PROBLEM:
Tally the lines of these entries that include "could"; respond with only that tally.

Collected data entries:
BEGIN

//! Repository façade
//!
//! `UserRepository` is the only way the presentation layer touches the
//! store. Every operation becomes a job on the ordered worker: the job logs
//! its lifecycle, runs against the store on the blocking pool and, when it
//! changed a row, republishes the affected live views before replying.

use crate::notifier::{ChangeNotifier, ListView, Subscription};
use crate::worker::{Pending, Worker};
use std::sync::Arc;
use std::time::Instant;
use userbook_core::errors::ExError;
use userbook_core::model::{User, UserFields};
use userbook_core::{log_op_end, log_op_error, log_op_start};
use userbook_core_types::RequestId;
use userbook_store::{Result, UserStore};

/// Handle to the user store for async callers
///
/// Cheap to clone; clones share the store, the worker queue and the
/// subscriber registry. Operations submitted through any clone execute in
/// the order they were submitted.
#[derive(Clone)]
pub struct UserRepository {
    store: Arc<UserStore>,
    worker: Worker,
    notifier: Arc<ChangeNotifier>,
}

impl UserRepository {
    /// Wrap an opened store
    ///
    /// # Errors
    /// `Concurrency` when called outside a tokio runtime.
    pub fn new(store: Arc<UserStore>) -> Result<Self> {
        Ok(Self {
            store,
            worker: Worker::spawn()?,
            notifier: ChangeNotifier::new(),
        })
    }

    /// The underlying store
    pub fn store(&self) -> &Arc<UserStore> {
        &self.store
    }

    /// Number of live subscriptions across all views
    pub fn subscriber_count(&self) -> usize {
        self.notifier.subscriber_count()
    }

    // ===== Mutations =====

    /// Queue an insert; resolves to the assigned id
    pub fn submit_insert(&self, fields: UserFields) -> Pending<i64> {
        self.submit_write("user_insert", None, move |store| {
            let id = store.insert(&fields)?;
            Ok((id, Some(id)))
        })
    }

    /// Queue an explicit-id insert; resolves to `None` when the id is taken
    pub fn submit_insert_with_id(&self, user: User) -> Pending<Option<i64>> {
        self.submit_write("user_insert_with_id", Some(user.id), move |store| {
            let inserted = store.insert_with_id(&user)?;
            Ok((inserted, inserted))
        })
    }

    /// Queue an update; resolves to whether a record was overwritten
    pub fn submit_update(&self, user: User) -> Pending<bool> {
        self.submit_write("user_update", Some(user.id), move |store| {
            let updated = store.update(&user)?;
            Ok((updated, updated.then_some(user.id)))
        })
    }

    /// Queue a delete; resolves to whether a record was removed
    pub fn submit_delete(&self, id: i64) -> Pending<bool> {
        self.submit_write("user_delete", Some(id), move |store| {
            let deleted = store.delete(id)?;
            Ok((deleted, deleted.then_some(id)))
        })
    }

    /// Insert a new record and return its id
    ///
    /// # Errors
    /// `Persistence` on storage failure, `Concurrency` if the worker is gone.
    pub async fn insert(&self, fields: UserFields) -> Result<i64> {
        self.submit_insert(fields).await
    }

    /// Insert with an explicit id; a taken id is ignored and yields `None`
    ///
    /// # Errors
    /// `Persistence` on storage failure, `Concurrency` if the worker is gone.
    pub async fn insert_with_id(&self, user: User) -> Result<Option<i64>> {
        self.submit_insert_with_id(user).await
    }

    /// Overwrite the record with `user.id`; `false` if there is none
    ///
    /// # Errors
    /// `Persistence` on storage failure, `Concurrency` if the worker is gone.
    pub async fn update(&self, user: User) -> Result<bool> {
        self.submit_update(user).await
    }

    /// Delete the record with `id`; `false` if there is none
    ///
    /// # Errors
    /// `Persistence` on storage failure, `Concurrency` if the worker is gone.
    pub async fn delete(&self, id: i64) -> Result<bool> {
        self.submit_delete(id).await
    }

    // ===== Reads =====

    /// Every record, sorted by first name
    ///
    /// Ordered with respect to mutations submitted earlier.
    ///
    /// # Errors
    /// `Persistence` on storage failure, `Concurrency` if the worker is gone.
    pub async fn get_all(&self) -> Result<Vec<User>> {
        self.submit_read("user_get_all", None, UserStore::get_all).await
    }

    /// # Errors
    /// `Persistence` on storage failure, `Concurrency` if the worker is gone.
    pub async fn get_by_id(&self, id: i64) -> Result<Option<User>> {
        self.submit_read("user_get_by_id", Some(id), move |store| store.get_by_id(id))
            .await
    }

    /// # Errors
    /// `Persistence` on storage failure, `Concurrency` if the worker is gone.
    pub async fn get_adults(&self) -> Result<Vec<User>> {
        self.submit_read("user_get_adults", None, UserStore::get_adults).await
    }

    // ===== Live views =====

    /// Follow the full, sorted list of users
    pub fn observe_all(&self) -> Subscription<Vec<User>> {
        self.observe_list("user_observe_all", ListView::All)
    }

    /// Follow the users aged 18 or more
    pub fn observe_adults(&self) -> Subscription<Vec<User>> {
        self.observe_list("user_observe_adults", ListView::Adults)
    }

    /// Follow one record
    ///
    /// Yields `None` while no record has the id, including after a delete.
    /// The subscription stays open, so a later insert with the same explicit
    /// id is delivered as `Some`.
    pub fn observe_by_id(&self, id: i64) -> Subscription<Option<User>> {
        let (subscription, pending) = self.notifier.subscribe_record(id);
        drop(self.submit_read("user_observe_by_id", Some(id), move |store| {
            pending.attach(store)
        }));
        subscription
    }

    fn observe_list(&self, op: &'static str, view: ListView) -> Subscription<Vec<User>> {
        let (subscription, pending) = self.notifier.subscribe_list(view);
        drop(self.submit_read(op, None, move |store| pending.attach(store)));
        subscription
    }

    // ===== Job plumbing =====

    fn submit_read<T, F>(&self, op: &'static str, user_id: Option<i64>, f: F) -> Pending<T>
    where
        T: Send + 'static,
        F: FnOnce(&UserStore) -> Result<T> + Send + 'static,
    {
        let store = self.store.clone();
        let request_id = RequestId::new();
        let job_request_id = request_id.clone();
        self.worker.submit(request_id, move || {
            run_logged(op, &job_request_id, user_id, || f(store.as_ref()))
        })
    }

    /// `f` returns its result plus the id of the row it changed, if any
    fn submit_write<T, F>(&self, op: &'static str, user_id: Option<i64>, f: F) -> Pending<T>
    where
        T: Send + 'static,
        F: FnOnce(&UserStore) -> Result<(T, Option<i64>)> + Send + 'static,
    {
        let store = self.store.clone();
        let notifier = self.notifier.clone();
        let request_id = RequestId::new();
        let job_request_id = request_id.clone();
        self.worker.submit(request_id, move || {
            let (value, changed) =
                run_logged(op, &job_request_id, user_id, || f(store.as_ref()))?;
            if let Some(changed_id) = changed {
                // The write is committed; a failed re-query only costs this round
                if let Err(e) = notifier.publish(&store, changed_id) {
                    tracing::warn!(
                        op,
                        request_id = %job_request_id,
                        user_id = changed_id,
                        error = %e,
                        "failed to publish change"
                    );
                }
            }
            Ok(value)
        })
    }
}

fn run_logged<T>(
    op: &'static str,
    request_id: &RequestId,
    user_id: Option<i64>,
    f: impl FnOnce() -> Result<T>,
) -> Result<T> {
    log_op_start!(op, request_id = %request_id, user_id = user_id);
    let start = Instant::now();

    let result = f().map_err(|e: ExError| e.with_request_id(request_id.clone()));
    let duration = start.elapsed().as_millis() as u64;

    match &result {
        Ok(_) => {
            log_op_end!(op, duration_ms = duration, request_id = %request_id);
        }
        Err(e) => {
            log_op_error!(op, e.clone(), duration_ms = duration, request_id = %request_id);
        }
    }
    result
}
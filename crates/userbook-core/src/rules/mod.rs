pub mod validation;

pub use validation::{parse_id, UserForm};
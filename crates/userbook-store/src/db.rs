//! Database connection management
//!
//! Provides utilities for opening and configuring SQLite connections

use crate::errors::{from_rusqlite, io_error, Result};
use rusqlite::Connection;
use std::path::Path;
use std::time::Duration;

/// How long a statement waits on a locked database file before failing
const BUSY_TIMEOUT: Duration = Duration::from_secs(5);

/// Open a SQLite database at the given path, creating parent directories
pub fn open<P: AsRef<Path>>(path: P) -> Result<Connection> {
    let path = path.as_ref();
    if let Some(parent) = path.parent().filter(|p| !p.as_os_str().is_empty()) {
        std::fs::create_dir_all(parent).map_err(|e| io_error("create_db_dir", e))?;
    }
    Connection::open(path).map_err(from_rusqlite)
}

/// Open an in-memory SQLite database (for testing)
pub fn open_in_memory() -> Result<Connection> {
    Connection::open_in_memory().map_err(from_rusqlite)
}

/// Configure a connection with the settings the store relies on
pub fn configure(conn: &Connection) -> Result<()> {
    conn.pragma_update(None, "foreign_keys", true)
        .map_err(from_rusqlite)?;

    conn.busy_timeout(BUSY_TIMEOUT).map_err(from_rusqlite)?;

    // In-memory databases answer "memory" and stay that way
    let mode: String = conn
        .query_row("PRAGMA journal_mode = WAL", [], |row| row.get(0))
        .map_err(from_rusqlite)?;
    tracing::debug!(journal_mode = %mode, "sqlite connection configured");

    Ok(())
}

#[cfg(test)]
mod tests {
    use super::*;

    #[test]
    fn test_configure_in_memory() {
        let conn = open_in_memory().unwrap();
        configure(&conn).unwrap();
        let fk: i64 = conn
            .query_row("PRAGMA foreign_keys", [], |row| row.get(0))
            .unwrap();
        assert_eq!(fk, 1);
    }

    #[test]
    fn test_open_creates_parent_dirs_and_uses_wal() {
        let dir = tempfile::tempdir().unwrap();
        let path = dir.path().join("nested").join("users.db");
        let conn = open(&path).unwrap();
        configure(&conn).unwrap();

        assert!(path.exists());
        let mode: String = conn
            .query_row("PRAGMA journal_mode", [], |row| row.get(0))
            .unwrap();
        assert_eq!(mode.to_ascii_lowercase(), "wal");
    }
}
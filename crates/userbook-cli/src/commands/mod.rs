pub mod create;
pub mod delete;
pub mod list;
pub mod migrate;
pub mod shell;
pub mod show;
pub mod update;

use std::path::Path;
use userbook_core::model::User;
use userbook_engine::UserRepository;
use userbook_store::StoreCell;

/// Open (and migrate) the store at `db` behind a repository
pub(crate) fn open_repository(db: &Path) -> Result<UserRepository, Box<dyn std::error::Error>> {
    let store = StoreCell::new(db).get_or_open()?;
    Ok(UserRepository::new(store)?)
}

/// One `ID: …, Name: …, Age: …` line per user
pub(crate) fn print_users(users: &[User]) {
    if users.is_empty() {
        println!("No users");
        return;
    }
    for user in users {
        println!("{}", user);
    }
}
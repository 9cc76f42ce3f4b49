//! Show command
//!
//! Usage: userbook show <ID> [--json]

use super::open_repository;
use clap::Args;
use std::path::Path;
use userbook_core::errors::{ExError, UserbookError};
use userbook_core::rules::parse_id;

#[derive(Debug, Args)]
pub struct ShowArgs {
    /// User ID
    pub id: String,

    #[arg(long)]
    pub json: bool,
}

pub async fn execute(args: ShowArgs, db: &Path) -> Result<(), Box<dyn std::error::Error>> {
    let id = parse_id(&args.id).map_err(ExError::from)?;

    let repo = open_repository(db)?;
    let user = repo
        .get_by_id(id)
        .await?
        .ok_or_else(|| ExError::from(UserbookError::UserNotFound { user_id: id }).with_op("show"))?;

    if args.json {
        println!("{}", serde_json::to_string_pretty(&user)?);
        return Ok(());
    }

    println!("{}", user);
    if let Some(email) = &user.fields.email {
        println!("Email: {}", email);
    }
    if let Some(created_at) = user.fields.created_at {
        let created = chrono::DateTime::<chrono::Utc>::from_timestamp_millis(created_at)
            .map(|t| t.to_rfc3339())
            .unwrap_or_else(|| created_at.to_string());
        println!("Created: {}", created);
    }
    if let Some(avatar) = &user.fields.avatar {
        println!("Avatar: {} bytes", avatar.len());
    }

    Ok(())
}
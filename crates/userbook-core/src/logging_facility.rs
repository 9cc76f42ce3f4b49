//! Structured logging facility for Userbook
//!
//! This module provides a canonical logging facility with:
//! - Single initialization point via `init(profile)`
//! - Structured logging macros (`log_op_start!`, `log_op_end!`, `log_op_error!`)
//! - Test capture mode for deterministic assertions
//!
//! # Usage
//!
//! ```rust
//! use userbook_core::logging_facility::{init, Profile};
//!
//! // Initialize once at application startup
//! init(Profile::Development);
//! ```
//!
//! # Ownership
//!
//! The repository layer (`userbook-engine`) owns operation boundaries and is
//! the only caller of the `log_op_*` macros. The store logs internal detail
//! with plain `tracing::debug!`.

pub mod init;
pub mod macros;
pub mod test_capture;

pub use init::{init, Profile};
pub use test_capture::{init_test_capture, CapturedEvent, TestCapture};
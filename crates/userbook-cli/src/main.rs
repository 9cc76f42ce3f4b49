//! Userbook CLI
//!
//! Command-line interface for the user record store

use clap::{Parser, Subcommand};
use std::path::PathBuf;
use userbook_core::logging_facility::{self, Profile};

mod commands;

#[derive(Debug, Parser)]
#[command(name = "userbook", version)]
#[command(about = "Userbook - store and browse user records", long_about = None)]
struct Cli {
    /// Database file
    #[arg(
        long,
        global = true,
        env = "USERBOOK_DB",
        default_value = ".userbook/users.db"
    )]
    db: PathBuf,

    /// Log output on stderr: pretty, json or off
    #[arg(long, global = true, env = "USERBOOK_LOG", default_value = "off")]
    log: String,

    #[command(subcommand)]
    command: Commands,
}

#[derive(Debug, Subcommand)]
enum Commands {
    /// Create a user
    Create(commands::create::CreateArgs),
    /// List every user, sorted by first name
    List(commands::list::ListArgs),
    /// Show one user
    Show(commands::show::ShowArgs),
    /// Overwrite a user's names, age and optionally email
    Update(commands::update::UpdateArgs),
    /// Delete a user
    Delete(commands::delete::DeleteArgs),
    /// List users aged 18 or more
    Adults(commands::list::ListArgs),
    /// Bring the database schema up to date (or to --to)
    Migrate(commands::migrate::MigrateArgs),
    /// Print build and schema versions
    Version,
    /// Interactive session with a live user list
    Shell,
}

fn init_logging(mode: &str) -> Result<(), Box<dyn std::error::Error>> {
    if mode.eq_ignore_ascii_case("off") {
        return Ok(());
    }
    let profile: Profile = mode.parse()?;
    logging_facility::init(profile);
    Ok(())
}

async fn run(cli: Cli) -> Result<(), Box<dyn std::error::Error>> {
    init_logging(&cli.log)?;
    tracing::debug!(db = %cli.db.display(), "userbook starting");

    match cli.command {
        Commands::Create(args) => commands::create::execute(args, &cli.db).await,
        Commands::List(args) => commands::list::execute(args, &cli.db).await,
        Commands::Show(args) => commands::show::execute(args, &cli.db).await,
        Commands::Update(args) => commands::update::execute(args, &cli.db).await,
        Commands::Delete(args) => commands::delete::execute(args, &cli.db).await,
        Commands::Adults(args) => commands::list::execute_adults(args, &cli.db).await,
        Commands::Migrate(args) => commands::migrate::execute(args, &cli.db),
        Commands::Version => commands::migrate::execute_version(&cli.db),
        Commands::Shell => commands::shell::execute(&cli.db).await,
    }
}

#[tokio::main]
async fn main() {
    let cli = Cli::parse();

    if let Err(e) = run(cli).await {
        eprintln!("Error: {}", e);
        std::process::exit(1);
    }
}
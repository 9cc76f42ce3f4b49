//! Row hydration
//!
//! Turns `user` rows into `User` values. Every query selects
//! [`USER_COLUMNS`] so that column positions line up with [`user_from_row`].

use rusqlite::Row;
use userbook_core::model::{User, UserFields};

/// Column list shared by every user query
pub const USER_COLUMNS: &str = "id, first_name, last_name, age, email, created_at, avatar";

/// Build a `User` from a row selected with [`USER_COLUMNS`]
pub fn user_from_row(row: &Row<'_>) -> rusqlite::Result<User> {
    Ok(User {
        id: row.get(0)?,
        fields: UserFields {
            first_name: row.get(1)?,
            last_name: row.get(2)?,
            age: row.get(3)?,
            email: row.get(4)?,
            created_at: row.get(5)?,
            avatar: row.get(6)?,
        },
    })
}
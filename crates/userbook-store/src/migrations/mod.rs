//! Migration framework
//!
//! Provides:
//! - Integer schema versions advanced one step at a time
//! - A transaction per step, so a failure leaves the previous version intact
//! - Checksums of applied SQL to detect edited migrations
//! - Embedded SQL migrations

mod checksums;
mod embedded;
mod runner;

pub use embedded::{get_migrations, Migration, LATEST_VERSION};
pub use runner::{apply_migrations, current_version, migrate, verify_checksums};
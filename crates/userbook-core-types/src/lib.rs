//! Core types shared across Userbook facilities
//!
//! This crate provides foundational types used by both error handling
//! and logging facilities:
//!
//! - **Correlation types**: RequestId for queued repository jobs
//! - **Sensitive data**: Sensitive<T> marker for automatic redaction
//! - **Schema constants**: Canonical field keys and event names

pub mod correlation;
pub mod schema;
pub mod sensitive;

pub use correlation::RequestId;
pub use sensitive::Sensitive;
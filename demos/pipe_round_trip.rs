//! Moves a message through a small in-memory pipe with the composed
//! operations.
//!
//! The writer pushes the whole message with [`io::async_write`] while the
//! reader collects it with [`io::async_read`]. The pipe only holds eight
//! bytes, so both operations take several steps, each one re-issued from the
//! completion of the previous one. When the write is done the writer closes
//! its end, which ends the read with [`Error::Eof`].
//!
//! # Running this Example
//!
//! ```bash
//! cargo run --example pipe_round_trip
//! ```
//!
//! Raise the subscriber's level to `TRACE` to see every step of both
//! transfers.

use std::sync::{Arc, Mutex};

use polyio::{
    buffer::{DynamicBuffer, RingBuffer, VecBuffer},
    error::{Error, Status},
    executor::RunQueue,
    io, pipe,
    prelude::*,
};

const MESSAGE: &[u8] = b"continuations all the way down";

fn main() -> Result<(), Box<dyn std::error::Error>> {
    tracing_subscriber::fmt()
        .with_max_level(tracing::Level::DEBUG)
        .init();

    let queue = RunQueue::new();
    let (reader, writer) = pipe::connect_with_capacity(&queue.executor(), 8);

    let outgoing = DynamicBuffer::new(VecBuffer::from_vec(MESSAGE.to_vec()));
    let mut closing = writer.clone();
    io::async_write(
        &writer,
        outgoing,
        io::transfer_all(),
        move |status: Status, written: usize| {
            println!("write finished: {status:?}, {written} bytes");
            if let Err(error) = closing.close() {
                println!("close failed: {error}");
            }
        },
    )?;
    drop(writer);

    let incoming = DynamicBuffer::new(RingBuffer::new());
    let result = Arc::new(Mutex::new(None));
    let r = result.clone();
    io::async_read(
        &reader,
        incoming.clone(),
        io::transfer_all(),
        move |status: Status, read: usize| {
            *r.lock().unwrap_or_else(|e| e.into_inner()) = Some((status, read));
        },
    )?;

    let jobs = queue.run();
    println!("ran {jobs} completions");

    let result = result.lock().unwrap_or_else(|e| e.into_inner()).take();
    match result {
        Some((Err(Error::Eof), read)) => {
            println!(
                "read {read} bytes before end of file: {:?}",
                String::from_utf8_lossy(&incoming.to_vec())
            );
            assert_eq!(incoming.to_vec(), MESSAGE);
        }
        other => println!("unexpected read result: {other:?}"),
    }

    Ok(())
}
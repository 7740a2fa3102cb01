//! Failure classification delivered to completion continuations.
//!
//! Asynchronous operations never return errors from the initiating call.
//! Instead, the first argument every continuation receives is a [`Status`]:
//! `Ok(())` when the operation succeeded, or an [`Error`] describing why it
//! did not. Synchronous counterparts return `Result<T, Error>` directly.
//!
//! The only error reported synchronously by an initiating call is
//! [`AllocError`], when the continuation could not be boxed.
//!
//! ```
//! use polyio::error::{Error, Status};
//!
//! fn describe(status: &Status, transferred: usize) -> String {
//!     match status {
//!         Ok(()) => format!("moved {transferred} bytes"),
//!         Err(Error::Aborted) => "cancelled".to_owned(),
//!         Err(error) => format!("failed: {error}"),
//!     }
//! }
//!
//! assert_eq!(describe(&Ok(()), 5), "moved 5 bytes");
//! assert_eq!(describe(&Err(Error::Eof), 0), "failed: end of file");
//! ```

use std::io;

use polyio_internals::{backend::BufferError, memory::AllocError};

/// The failure indicator passed as the first argument to continuations.
///
/// `Ok(())` is the explicit "no failure" value.
pub type Status = Result<(), Error>;

/// Classification of an operation-level failure.
#[derive(Clone, Debug, PartialEq, Eq, thiserror::Error)]
#[non_exhaustive]
pub enum Error {
    /// The operation was cancelled or the device was closed while the
    /// operation was pending.
    #[error("operation aborted")]
    Aborted,
    /// The device is closed.
    #[error("device closed")]
    Closed,
    /// The peer closed its end and no more data will arrive.
    #[error("end of file")]
    Eof,
    /// A timed wait expired before the awaited condition occurred.
    #[error("operation timed out")]
    TimedOut,
    /// A synchronous operation could not complete without blocking.
    #[error("operation would block")]
    WouldBlock,
    /// The device does not support the requested operation.
    #[error("operation not supported")]
    Unsupported,
    /// A buffer could not grow to hold the data.
    #[error(transparent)]
    Buffer(#[from] BufferError),
    /// A continuation could not be allocated.
    #[error(transparent)]
    Alloc(#[from] AllocError),
    /// Any other failure reported by the operating system.
    #[error("i/o error: {0}")]
    Io(io::ErrorKind),
}

impl Error {
    /// Returns `true` if this error reports cancellation.
    #[inline]
    pub fn is_aborted(&self) -> bool {
        matches!(self, Error::Aborted)
    }

    /// Returns `true` if this error reports the end of a stream.
    #[inline]
    pub fn is_eof(&self) -> bool {
        matches!(self, Error::Eof)
    }
}

impl From<io::ErrorKind> for Error {
    fn from(kind: io::ErrorKind) -> Self {
        match kind {
            io::ErrorKind::UnexpectedEof => Error::Eof,
            io::ErrorKind::TimedOut => Error::TimedOut,
            io::ErrorKind::WouldBlock => Error::WouldBlock,
            io::ErrorKind::Unsupported => Error::Unsupported,
            io::ErrorKind::BrokenPipe | io::ErrorKind::NotConnected => Error::Closed,
            io::ErrorKind::Interrupted => Error::Aborted,
            other => Error::Io(other),
        }
    }
}

impl From<io::Error> for Error {
    fn from(error: io::Error) -> Self {
        error.kind().into()
    }
}

impl From<Error> for io::Error {
    fn from(error: Error) -> Self {
        let kind = match &error {
            Error::Aborted => io::ErrorKind::Interrupted,
            Error::Closed => io::ErrorKind::BrokenPipe,
            Error::Eof => io::ErrorKind::UnexpectedEof,
            Error::TimedOut => io::ErrorKind::TimedOut,
            Error::WouldBlock => io::ErrorKind::WouldBlock,
            Error::Unsupported => io::ErrorKind::Unsupported,
            Error::Buffer(_) => io::ErrorKind::OutOfMemory,
            Error::Alloc(_) => io::ErrorKind::OutOfMemory,
            Error::Io(kind) => *kind,
        };
        io::Error::new(kind, error)
    }
}
#![deny(
    missing_docs,
    clippy::missing_safety_doc,
    clippy::undocumented_unsafe_blocks,
    clippy::multiple_unsafe_ops_per_block,
    clippy::as_ptr_cast_mut,
    clippy::ptr_as_ptr,
    rustdoc::invalid_rust_codeblocks,
    rustdoc::broken_intra_doc_links,
    missing_copy_implementations,
    unused_doc_comments
)]
// Make docs.rs generate better docs
#![cfg_attr(docsrs, feature(doc_cfg))]

//! Runtime-polymorphic interfaces for asynchronous I/O objects.
//!
//! ## Overview
//!
//! Asynchronous I/O code is usually generic over its completion callbacks,
//! which makes it hard to put a socket, a pipe and a serial port behind one
//! trait object. polyio solves this with two pieces:
//!
//! - **Erased continuations.** Any completion callback is boxed into an
//!   [`ErasedContinuation<Args>`], one concrete type per completion
//!   signature, which still remembers where it wants to run, which arena its
//!   box came from and how its operation can be cancelled.
//! - **Capability interfaces.** Devices implement small, object-safe traits
//!   ([`Readable`], [`AsyncReadable`], [`Closable`], ...) taking erased
//!   continuations. Callers combine them into
//!   [capability sets](crate::sets) and program against `dyn` sets.
//!
//! Generic entry points such as
//! [`async_read_some`](capability::AsyncReadableExt::async_read_some)
//! accept any [completion token](initiate::CompletionToken) and erase it
//! before calling the device, so a single device implementation serves
//! closures, bound continuations and futures alike.
//!
//! ## Quick Example
//!
//! ```
//! use polyio::{
//!     buffer::{DynamicBuffer, VecBuffer},
//!     error::Status,
//!     executor::RunQueue,
//!     pipe,
//!     prelude::*,
//! };
//!
//! fn forward(source: &mut dyn ClosableReadStream, buffer: DynamicBuffer) {
//!     source
//!         .async_read_some(buffer, 1024, |status: Status, n: usize| {
//!             println!("read {n} bytes: {status:?}");
//!         })
//!         .expect("out of memory");
//! }
//!
//! let queue = RunQueue::new();
//! let (mut reader, mut writer) = pipe::connect(&queue.executor());
//! let buffer = DynamicBuffer::new(VecBuffer::new());
//!
//! forward(&mut reader, buffer.clone());
//! writer.write_some(b"hello")?;
//!
//! // Completions only run when the executor is driven.
//! queue.run();
//! assert_eq!(buffer.to_vec(), b"hello");
//! # Ok::<(), polyio::error::Error>(())
//! ```
//!
//! ## Core Concepts
//!
//! **Continuations** ([`continuation`]) are called exactly once with the
//! completion arguments, the first of which is always a
//! [`Status`](error::Status). They may carry three associations, attached
//! with binders:
//!
//! - an [`Executor`](executor::Executor) to be completed on
//!   ([`bind_executor`](continuation::bind_executor)),
//! - an [`Allocator`](memory::Allocator) their erased box is taken from
//!   ([`bind_allocator`](continuation::bind_allocator)),
//! - a [`CancellationSlot`](cancel::CancellationSlot) the operation installs
//!   its cancellation handler into
//!   ([`bind_cancellation_slot`](continuation::bind_cancellation_slot)).
//!
//! Erasure resolves the associations once. A continuation without an
//! executor of its own is completed on the device's executor.
//!
//! **Executors** ([`executor`]) run completions. polyio brings no runtime;
//! [`RunQueue`](executor::RunQueue) is a minimal single-threaded one for
//! tests and small programs.
//!
//! **Buffers** ([`buffer`]) are shared handles to growable byte storage, so
//! an asynchronous operation can keep its buffer alive without borrowing
//! from the caller.
//!
//! **Composite operations** ([`io`]) build complete transfers out of
//! `read_some`/`write_some` steps.
//!
//! ## Logging
//!
//! polyio emits [`tracing`] events at `trace` and `debug` level: when
//! continuations are erased, invoked or dropped without being invoked, when
//! allocation fails, when cancellation is emitted and when jobs run. The
//! `polyio-tracing` crate carries spans across the asynchronous boundary.
//!
//! [`ErasedContinuation<Args>`]: continuation::ErasedContinuation
//! [`Readable`]: capability::Readable
//! [`AsyncReadable`]: capability::AsyncReadable
//! [`Closable`]: capability::Closable

pub mod buffer;
pub mod cancel;
pub mod capability;
pub mod continuation;
pub mod error;
pub mod executor;
pub mod handlers;
pub mod initiate;
pub mod io;
pub mod memory;
pub mod pipe;
pub mod prelude;
pub mod sets;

END

ANSWER SECTION:
4